▶ **EXERCISE**
Retype, word for word, every line of the records below starting at the one that contains "filename crates/fluxcorr-log/src/lib.rs" and ending at the one that contains "pub mod reader;"; include both of those lines and nothing more.

▶ **AVAILABLE DATA**
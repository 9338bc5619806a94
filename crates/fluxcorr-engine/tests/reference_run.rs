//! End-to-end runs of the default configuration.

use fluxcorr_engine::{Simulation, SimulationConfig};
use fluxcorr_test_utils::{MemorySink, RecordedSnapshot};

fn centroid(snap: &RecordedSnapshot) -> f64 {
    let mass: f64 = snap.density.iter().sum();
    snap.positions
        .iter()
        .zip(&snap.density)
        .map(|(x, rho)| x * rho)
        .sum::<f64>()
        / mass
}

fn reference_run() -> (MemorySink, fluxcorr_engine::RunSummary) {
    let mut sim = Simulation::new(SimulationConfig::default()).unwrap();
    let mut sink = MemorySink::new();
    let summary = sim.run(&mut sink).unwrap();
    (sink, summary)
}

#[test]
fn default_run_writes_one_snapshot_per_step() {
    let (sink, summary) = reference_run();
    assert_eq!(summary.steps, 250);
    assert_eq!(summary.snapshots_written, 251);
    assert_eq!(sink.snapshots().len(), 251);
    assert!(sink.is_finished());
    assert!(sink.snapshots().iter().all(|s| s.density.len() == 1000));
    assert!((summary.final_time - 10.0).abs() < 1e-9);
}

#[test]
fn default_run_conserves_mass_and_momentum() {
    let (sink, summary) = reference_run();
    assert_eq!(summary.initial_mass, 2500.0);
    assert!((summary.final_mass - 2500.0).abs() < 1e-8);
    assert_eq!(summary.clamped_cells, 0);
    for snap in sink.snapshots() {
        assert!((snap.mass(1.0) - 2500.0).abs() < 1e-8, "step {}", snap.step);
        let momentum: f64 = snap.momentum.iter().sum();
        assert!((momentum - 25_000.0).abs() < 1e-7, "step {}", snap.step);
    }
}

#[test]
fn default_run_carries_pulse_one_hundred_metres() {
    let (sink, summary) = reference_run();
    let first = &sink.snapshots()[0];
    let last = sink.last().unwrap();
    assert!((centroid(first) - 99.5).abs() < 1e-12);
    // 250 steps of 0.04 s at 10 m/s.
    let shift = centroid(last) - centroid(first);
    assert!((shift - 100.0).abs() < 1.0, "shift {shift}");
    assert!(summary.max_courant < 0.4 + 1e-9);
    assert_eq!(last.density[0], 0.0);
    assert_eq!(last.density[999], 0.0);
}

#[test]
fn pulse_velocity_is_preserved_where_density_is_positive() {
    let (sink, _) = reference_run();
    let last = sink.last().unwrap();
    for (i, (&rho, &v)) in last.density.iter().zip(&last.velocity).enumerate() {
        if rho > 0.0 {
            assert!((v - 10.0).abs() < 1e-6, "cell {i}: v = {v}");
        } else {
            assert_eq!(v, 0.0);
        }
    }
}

---

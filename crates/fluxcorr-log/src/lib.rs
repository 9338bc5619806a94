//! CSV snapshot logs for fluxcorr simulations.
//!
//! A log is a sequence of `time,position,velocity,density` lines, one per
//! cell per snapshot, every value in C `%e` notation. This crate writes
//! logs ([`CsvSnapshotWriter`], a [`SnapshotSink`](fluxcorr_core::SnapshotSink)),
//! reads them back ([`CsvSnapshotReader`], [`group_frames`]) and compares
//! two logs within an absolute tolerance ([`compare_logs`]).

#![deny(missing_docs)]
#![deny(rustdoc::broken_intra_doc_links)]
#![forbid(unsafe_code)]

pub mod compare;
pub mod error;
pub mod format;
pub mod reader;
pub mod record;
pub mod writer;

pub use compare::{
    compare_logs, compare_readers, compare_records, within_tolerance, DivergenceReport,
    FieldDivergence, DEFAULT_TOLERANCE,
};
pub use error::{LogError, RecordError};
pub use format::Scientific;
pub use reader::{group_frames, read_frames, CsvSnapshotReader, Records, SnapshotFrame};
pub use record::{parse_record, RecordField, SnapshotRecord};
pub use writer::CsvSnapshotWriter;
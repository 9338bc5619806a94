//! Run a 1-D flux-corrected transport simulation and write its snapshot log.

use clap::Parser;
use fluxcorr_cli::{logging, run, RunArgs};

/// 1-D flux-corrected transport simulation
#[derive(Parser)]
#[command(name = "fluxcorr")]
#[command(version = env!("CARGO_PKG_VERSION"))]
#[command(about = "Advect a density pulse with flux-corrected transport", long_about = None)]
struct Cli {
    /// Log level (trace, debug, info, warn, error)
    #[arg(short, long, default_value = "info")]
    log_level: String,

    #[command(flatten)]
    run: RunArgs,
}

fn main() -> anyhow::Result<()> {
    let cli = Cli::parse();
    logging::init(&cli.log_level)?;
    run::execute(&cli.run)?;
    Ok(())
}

==

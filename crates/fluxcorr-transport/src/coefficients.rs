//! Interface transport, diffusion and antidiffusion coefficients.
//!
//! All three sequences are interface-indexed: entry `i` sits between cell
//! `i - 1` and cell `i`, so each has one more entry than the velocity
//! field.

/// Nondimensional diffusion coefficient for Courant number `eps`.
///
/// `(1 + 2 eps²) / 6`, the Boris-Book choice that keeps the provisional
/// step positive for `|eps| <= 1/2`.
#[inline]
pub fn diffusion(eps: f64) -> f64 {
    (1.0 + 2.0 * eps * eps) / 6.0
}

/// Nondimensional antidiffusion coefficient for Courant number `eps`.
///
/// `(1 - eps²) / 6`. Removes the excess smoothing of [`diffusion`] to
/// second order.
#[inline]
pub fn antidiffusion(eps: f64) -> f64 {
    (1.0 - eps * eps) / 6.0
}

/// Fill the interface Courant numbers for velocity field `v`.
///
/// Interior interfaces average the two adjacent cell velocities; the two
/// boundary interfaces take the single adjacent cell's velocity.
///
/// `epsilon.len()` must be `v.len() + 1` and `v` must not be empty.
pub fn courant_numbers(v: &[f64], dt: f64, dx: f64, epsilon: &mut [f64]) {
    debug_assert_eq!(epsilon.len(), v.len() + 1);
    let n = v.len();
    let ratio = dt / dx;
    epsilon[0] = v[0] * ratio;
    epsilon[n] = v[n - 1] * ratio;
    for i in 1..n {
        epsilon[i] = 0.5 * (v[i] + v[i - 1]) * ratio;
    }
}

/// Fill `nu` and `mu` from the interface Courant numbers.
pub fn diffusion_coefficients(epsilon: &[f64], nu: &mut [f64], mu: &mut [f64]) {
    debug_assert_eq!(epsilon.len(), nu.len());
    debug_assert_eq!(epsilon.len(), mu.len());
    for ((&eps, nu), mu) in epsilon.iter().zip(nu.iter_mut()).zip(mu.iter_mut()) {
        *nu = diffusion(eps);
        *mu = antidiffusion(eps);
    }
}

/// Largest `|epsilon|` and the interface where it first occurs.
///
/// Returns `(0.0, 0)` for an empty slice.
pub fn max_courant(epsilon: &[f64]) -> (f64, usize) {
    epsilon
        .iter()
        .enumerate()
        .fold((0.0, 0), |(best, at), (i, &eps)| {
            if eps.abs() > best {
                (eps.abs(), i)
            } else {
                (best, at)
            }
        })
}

▶ **OUTPUT OF THE TASK**
filename crates/fluxcorr-log/src/lib.rs
repository 9338bc5619806a94
//! CSV snapshot logs for fluxcorr simulations.
//!
//! A log is a sequence of `time,position,velocity,density` lines, one per
//! cell per snapshot, every value in C `%e` notation. This crate writes
//! logs ([`CsvSnapshotWriter`], a [`SnapshotSink`](fluxcorr_core::SnapshotSink)),
//! reads them back ([`CsvSnapshotReader`], [`group_frames`]) and compares
//! two logs within an absolute tolerance ([`compare_logs`]).

#![deny(missing_docs)]
#![deny(rustdoc::broken_intra_doc_links)]
#![forbid(unsafe_code)]

pub mod compare;
pub mod error;
pub mod format;
pub mod reader;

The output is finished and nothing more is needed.